Dr. Palmer can skate.

Zimbabwe will not charge American dentist Walter Palmer for killing its most prized lion in July because he had obtained legal authority to conduct the hunt, a Cabinet minister said on Monday, angering conservationists. …

Environment Minister Oppah Muchinguri-Kashiri said on Monday that Palmer’s hunting papers were in order, and therefore he could not be charged.

“We approached the police and then the prosecutor general, and it turned out that Palmer came to Zimbabwe because all the papers were in order,” Muchinguri-Kashiri told reporters.

He may not be completely in the clear, though.

The environment minister’s comments immediately drew the ire of the animal conservation group Zimbabwe Conservation Task Force, which maintained that Palmer had committed a crime and said it planned to pursue legal action against him in the United States. …

“The fact is the law was broken,” said Johnny Rodrigues, the head of the Zimbabwe task force, which first reported news of Cecil’s killing. “We are going to get our advocates in America to actually see what they can do to bring justice to him.”

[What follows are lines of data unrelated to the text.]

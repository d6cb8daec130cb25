//! Fetchers pull one page of raw data from a source.

use async_trait::async_trait;
use serde::Deserialize;
use serde_json::Value;

use crate::error::{Result, SyncError};
use crate::item::SyncItemCollection;

pub mod entity;
pub mod file;
pub mod http;
pub mod soap;
pub mod sql;

/// Raw page contents handed from a fetcher to a parser.
#[derive(Debug, Clone, PartialEq)]
pub enum Payload {
    Empty,
    Text(String),
    Bytes(Vec<u8>),
    Records(Vec<Value>),
    Value(Value),
}

impl Payload {
    pub fn is_empty(&self) -> bool {
        match self {
            Payload::Empty => true,
            Payload::Text(text) => text.is_empty(),
            Payload::Bytes(bytes) => bytes.is_empty(),
            Payload::Records(list) => list.is_empty(),
            Payload::Value(value) => value.is_null(),
        }
    }

    /// Text view of the payload; structured payloads are serialized as JSON.
    pub fn into_text(self) -> Result<String> {
        match self {
            Payload::Empty => Ok(String::new()),
            Payload::Text(text) => Ok(text),
            Payload::Bytes(bytes) => String::from_utf8(bytes)
                .map_err(|e| SyncError::fail(format!("payload is not valid UTF-8: {}", e))),
            Payload::Records(list) => Ok(serde_json::to_string(&list)?),
            Payload::Value(value) => Ok(serde_json::to_string(&value)?),
        }
    }
}

/// Paging knobs shared by every fetcher. Paging is off unless enabled.
#[derive(Debug, Clone, Default, PartialEq, Deserialize)]
#[serde(default)]
pub struct Paging {
    pub page_enabled: bool,
    pub page_size: Option<usize>,
    pub page_limit: Option<u32>,
}

impl Paging {
    pub fn has_next_page(&self, page: u32, items: &SyncItemCollection) -> bool {
        if !self.page_enabled {
            return false;
        }
        let count = items.original_count();
        if count == 0 {
            return false;
        }
        if let Some(size) = self.page_size.filter(|s| *s > 0) {
            if count < size {
                return false;
            }
        }
        if let Some(limit) = self.page_limit.filter(|l| *l > 0) {
            if page >= limit {
                return false;
            }
        }
        true
    }
}

#[async_trait]
pub trait Fetcher: Send + Sync {
    fn paging(&self) -> &Paging;

    /// Fetches `page` (1-based). `previous` is the prior page, used by cursor-style sources.
    async fn fetch(&self, page: u32, previous: &SyncItemCollection) -> Result<Payload>;

    fn has_next_page(&self, page: u32, items: &SyncItemCollection) -> bool {
        self.paging().has_next_page(page, items)
    }
}
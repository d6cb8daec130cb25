use std::fs;
use std::path::{Path, PathBuf};

use serde::Deserialize;

use crate::constants;
use crate::error::{Result, SyncError};
use crate::pipeline::RunnerSettings;
use crate::resource::{ResourceDefinition, ResourceManager};

fn default_database() -> String {
    constants::DEFAULT_DATABASE.to_string()
}

fn default_log_dir() -> String {
    constants::DEFAULT_LOG_DIR.to_string()
}

fn default_content_root() -> String {
    constants::DEFAULT_CONTENT_ROOT.to_string()
}

fn default_file_root() -> String {
    ".".to_string()
}

fn default_max_debug() -> usize {
    constants::DEFAULT_MAX_DEBUG
}

fn default_lease_seconds() -> i64 {
    constants::DEFAULT_LEASE_SECONDS
}

#[derive(Debug, Clone, PartialEq, Deserialize)]
pub struct Settings {
    #[serde(default = "default_database")]
    pub database: String,
    #[serde(default = "default_log_dir")]
    pub log_dir: String,
    #[serde(default)]
    pub log_verbose: bool,
    /// Recipient of failure alerts; unset disables them.
    #[serde(default)]
    pub email_fail: Option<String>,
    /// Alerts are POSTed here when set, otherwise written to the log.
    #[serde(default)]
    pub webhook_fail: Option<String>,
    #[serde(default = "default_max_debug")]
    pub max_debug: usize,
    #[serde(default = "default_lease_seconds")]
    pub lease_seconds: i64,
    #[serde(default = "default_file_root")]
    pub file_root: String,
    #[serde(default = "default_content_root")]
    pub content_root: String,
    /// Prometheus listen address, e.g. `127.0.0.1:9000`.
    #[serde(default)]
    pub metrics_addr: Option<String>,
}

impl Default for Settings {
    fn default() -> Self {
        Self {
            database: default_database(),
            log_dir: default_log_dir(),
            log_verbose: false,
            email_fail: None,
            webhook_fail: None,
            max_debug: default_max_debug(),
            lease_seconds: default_lease_seconds(),
            file_root: default_file_root(),
            content_root: default_content_root(),
            metrics_addr: None,
        }
    }
}

impl Settings {
    pub fn runner_settings(&self) -> RunnerSettings {
        RunnerSettings {
            email_fail: self.email_fail.clone().filter(|e| !e.is_empty()),
            max_debug: self.max_debug,
            lease_seconds: self.lease_seconds,
        }
    }

    pub fn file_root(&self) -> PathBuf {
        PathBuf::from(&self.file_root)
    }

    pub fn content_root(&self) -> PathBuf {
        PathBuf::from(&self.content_root)
    }
}

#[derive(Debug, Clone, Default, Deserialize)]
pub struct Config {
    #[serde(default)]
    pub settings: Settings,
    #[serde(default, rename = "resource")]
    pub resources: Vec<ResourceDefinition>,
}

impl Config {
    /// Reads the file named by `PULLSYNC_CONFIG`, or `pullsync.toml`.
    pub fn load() -> Result<Self> {
        let path = std::env::var(constants::CONFIG_ENV)
            .unwrap_or_else(|_| constants::DEFAULT_CONFIG_PATH.to_string());
        Self::load_from(&path)
    }

    pub fn load_from(path: impl AsRef<Path>) -> Result<Self> {
        let path = path.as_ref();
        let content = fs::read_to_string(path).map_err(|e| {
            SyncError::Config(format!(
                "Failed to read config file '{}': {}",
                path.display(),
                e
            ))
        })?;
        Self::from_toml_str(&content)
    }

    pub fn from_toml_str(content: &str) -> Result<Self> {
        let config: Config = toml::from_str(content)?;
        Ok(config)
    }

    /// Validated, ordered view of the configured resources.
    pub fn manager(&self) -> Result<ResourceManager> {
        ResourceManager::new(self.resources.clone())
    }
}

The professional hunter Palmer used and the owner of the game park are still facing charges, though. As for the doc, he’d proclaimed his innocence from the beginning. Not that it much mattered.

Palmer has previously said that the hunt was legal and no one in the hunting party realized the targeted lion was Cecil, a well-known tourist attraction in the park.

I guess he wasn’t lyin’.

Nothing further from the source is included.